23 thoughts on “Pending Home Sales in San Francisco Down Nearly 45 Percent”
    1. Because sales activity is not trending down from the late fall early winter. Therefore, ultimately one of those months will be juxtaposed against a month from the spring ’22 heights on a chart, displaying nadir. That would be why.

      1. Perhaps optimism runs deeper within the industry, it appears inherent. Taking a more macro view, I’m looking at SF home prices and how they have been effected by various social, business, political, and cultural changes across the longer term. When I see charts like this, and look around at the current state of affairs, it’s hard for this 40 year local observer to not believe the floor is still a little ways out.

        1. I answered your question from a place of fact. You spoke of nadir. In point of fact, February and now March display relative gains from much lower late fall and early winter $/ft prices. Now you insert narrative, an op-ed dig, “optimism”? And you cite a trailing indicator as well, displaying the exact periods I already referenced. Heh. OK bro.

          1. I’m not sure how your Feb/March increased sales activity fact has anything to do with a 35 year sales price index fact, but you did kind of make my opinion about industry optimism ring true.

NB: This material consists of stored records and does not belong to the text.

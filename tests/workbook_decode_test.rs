use budget_sim::config::toml_config::TomlConfig;
use budget_sim::core::ConfigProvider;
use budget_sim::utils::error::BudgetError;
use budget_sim::{BudgetModel, CliConfig, CsvWorkbook};
use rust_decimal_macros::dec;
use std::fs;
use std::path::Path;
use tempfile::TempDir;

fn config_for(workbook_dir: &Path) -> CliConfig {
    CliConfig {
        workbook: Some(workbook_dir.to_str().unwrap().to_string()),
        config_file: None,
        format: None,
        verbose: false,
        services_sheet: None,
        human_capital_sheet: None,
    }
}

#[test]
fn test_load_decodes_both_sheets_with_coercion() {
    let temp_dir = TempDir::new().unwrap();
    let dir = temp_dir.path().join("workbook");
    fs::create_dir_all(&dir).unwrap();
    fs::write(
        dir.join("Services and Products.csv"),
        "Description,Quantity,Unit Cost USD,Total Cost USD\n\
         Cloud hosting,3,12.2500,36.7500\n\
         Licenses,0,99.0000,0.0000\n",
    )
    .unwrap();
    fs::write(
        dir.join("Human Capital and Operations.csv"),
        "Description,Amount USD\n\
         Lead engineer,\"$5,000.00\"\n\
         Office lease,1200.50\n\
         Contingency,pending\n\
         Travel,\n",
    )
    .unwrap();

    let config = config_for(&dir);
    let workbook = CsvWorkbook::new(dir.to_str().unwrap().to_string());
    let model = BudgetModel::load(&workbook, &config).unwrap();

    assert_eq!(model.services().len(), 2);
    assert_eq!(model.services()[0].total_cost(), dec!(36.7500));
    assert_eq!(model.services()[1].total_cost(), dec!(0));

    // Currency formatting coerces, junk and blanks are missing
    let amounts: Vec<_> = model
        .human_capital()
        .iter()
        .map(|row| row.amount_usd)
        .collect();
    assert_eq!(
        amounts,
        vec![Some(dec!(5000.00)), Some(dec!(1200.50)), None, None]
    );

    let summary = model.summarize();
    assert_eq!(summary.services_total, dec!(36.7500));
    assert_eq!(summary.human_capital_total, dec!(6200.50));
}

#[test]
fn test_missing_required_column_fails_the_load() {
    let temp_dir = TempDir::new().unwrap();
    let dir = temp_dir.path().join("workbook");
    fs::create_dir_all(&dir).unwrap();
    fs::write(
        dir.join("Services and Products.csv"),
        "Description,Count,Unit Cost USD\nCloud hosting,2,10.00\n",
    )
    .unwrap();
    fs::write(
        dir.join("Human Capital and Operations.csv"),
        "Description,Amount USD\nLead engineer,100\n",
    )
    .unwrap();

    let config = config_for(&dir);
    let workbook = CsvWorkbook::new(dir.to_str().unwrap().to_string());
    let err = BudgetModel::load(&workbook, &config).unwrap_err();

    assert!(matches!(
        err,
        BudgetError::MissingColumnError { ref column, .. } if column == "Quantity"
    ));
}

#[test]
fn test_malformed_service_quantity_fails_the_load() {
    let temp_dir = TempDir::new().unwrap();
    let dir = temp_dir.path().join("workbook");
    fs::create_dir_all(&dir).unwrap();
    fs::write(
        dir.join("Services and Products.csv"),
        "Description,Quantity,Unit Cost USD\nCloud hosting,two,10.00\n",
    )
    .unwrap();
    fs::write(
        dir.join("Human Capital and Operations.csv"),
        "Description,Amount USD\nLead engineer,100\n",
    )
    .unwrap();

    let config = config_for(&dir);
    let workbook = CsvWorkbook::new(dir.to_str().unwrap().to_string());
    let err = BudgetModel::load(&workbook, &config).unwrap_err();

    assert!(matches!(err, BudgetError::RowDecodeError { row: 2, .. }));
}

#[test]
fn test_sheet_names_can_be_overridden_via_file_config() {
    let temp_dir = TempDir::new().unwrap();
    let dir = temp_dir.path().join("workbook");
    fs::create_dir_all(&dir).unwrap();
    fs::write(
        dir.join("Servicios y Productos.csv"),
        "Description,Quantity,Unit Cost USD\nHospedaje,2,10.00\n",
    )
    .unwrap();
    fs::write(
        dir.join("Capital Humano y Operacion.csv"),
        "Description,Amount USD\nIngeniera,900\n",
    )
    .unwrap();

    let file = TomlConfig::from_toml_str(&format!(
        r#"
        [workbook]
        path = "{}"
        services_sheet = "Servicios y Productos"
        human_capital_sheet = "Capital Humano y Operacion"
        "#,
        dir.to_str().unwrap().replace('\\', "/")
    ))
    .unwrap();
    file.validate_config().unwrap();

    let config = CliConfig {
        workbook: None,
        config_file: None,
        format: None,
        verbose: false,
        services_sheet: None,
        human_capital_sheet: None,
    }
    .merged_with(file);

    let workbook = CsvWorkbook::new(config.workbook_path().to_string());
    let model = BudgetModel::load(&workbook, &config).unwrap();

    let summary = model.summarize();
    assert_eq!(summary.services_total, dec!(20.00));
    assert_eq!(summary.human_capital_total, dec!(900));
}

          2. Once again, “pending home sales in San Francisco remain at their lowest levels in over six years on a seasonally adjusted basis.” And while the average price per square foot has inched up from the end of last year, keep in mind that there’s seasonality to prices as well, which some might be conflating with a rebound, with the average price per square foot of the homes in contract over the past month “down an average of 9 percent on a year-over-year basis (versus down 6 percent in the fourth quarter of last year).

          3. No. You spoke of future nadir. When countered with current, improving prices? You cited a trailing indicator. The editor inserted the mitigating factor of seasonality subsequently. Fair enough, typically, however, is seasonality really in play during a true sea change? Not that I’ve seen. But you, Fred Mack? you can’t talk future nadir while ignoring contemporaneous rebound, while citing old data. Sorry. You’ve lost the debate. Whether or not there will be a next one depends upon my boredom / desktop work to do list.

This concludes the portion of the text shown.